* _Try it_
Print all the entries exactly.

(Records drawn from a dataset)
//! Unified chat-completions gateway core.
//!
//! Clients speak one of three canonical request shapes (OpenAI chat
//! completions, OpenAI responses, Anthropic messages); the gateway resolves a
//! plugin chain from the URL path and the model suffix, selects an upstream
//! provider, runs the pipeline and streams or returns the result.
//!
//! ```text
//! request → chain resolution → recursive handlers → Before hooks
//!         → upstream driver → After / AfterChunk / StreamEnd hooks → client
//! ```

pub mod auth;
pub mod format;
pub mod pipeline;
pub mod plugin;
pub mod plugins;
pub mod provider;

mod error;
mod http_client;
mod server;

pub use error::{GatewayError, GatewayResult};
pub use server::{Gateway, GatewayBuilder, router};
//! Managed request/response formats.
//!
//! Each wire format is modeled with its known fields typed and every other
//! top-level field preserved through a flattened [`UnknownFields`] bag, so a
//! parse → mutate → serialize cycle loses nothing the client sent.

pub mod anthropic;
pub mod convert;
pub mod managed;
pub mod openai_chat;
pub mod openai_responses;
pub mod unknown_fields;

pub use managed::{BuiltChoice, ManagedRequest, ManagedResponse, RequestFormat, TokenUsage};
pub use unknown_fields::UnknownFields;

use serde_json::{Map, Value};

/// Raw JSON object passed through the plugin pipeline.
pub type JsonMap = Map<String, Value>;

* _Solution to this task_
//! Unified chat-completions gateway core.
//!
//! Clients speak one of three canonical request shapes (OpenAI chat
//! completions, OpenAI responses, Anthropic messages); the gateway resolves a
//! plugin chain from the URL path and the model suffix, selects an upstream
//! provider, runs the pipeline and streams or returns the result.
//!
//! ```text
//! request → chain resolution → recursive handlers → Before hooks
//!         → upstream driver → After / AfterChunk / StreamEnd hooks → client
//! ```

pub mod auth;
pub mod format;
pub mod pipeline;
pub mod plugin;
pub mod plugins;
pub mod provider;

mod error;
mod http_client;
mod server;

pub use error::{GatewayError, GatewayResult};
pub use server::{Gateway, GatewayBuilder, router};
//! Managed request/response formats.
//!
//! Each wire format is modeled with its known fields typed and every other
//! top-level field preserved through a flattened [`UnknownFields`] bag, so a
//! parse → mutate → serialize cycle loses nothing the client sent.

pub mod anthropic;
pub mod convert;
pub mod managed;
pub mod openai_chat;
pub mod openai_responses;
pub mod unknown_fields;

pub use managed::{BuiltChoice, ManagedRequest, ManagedResponse, RequestFormat, TokenUsage};
pub use unknown_fields::UnknownFields;

use serde_json::{Map, Value};

/// Raw JSON object passed through the plugin pipeline.
pub type JsonMap = Map<String, Value>;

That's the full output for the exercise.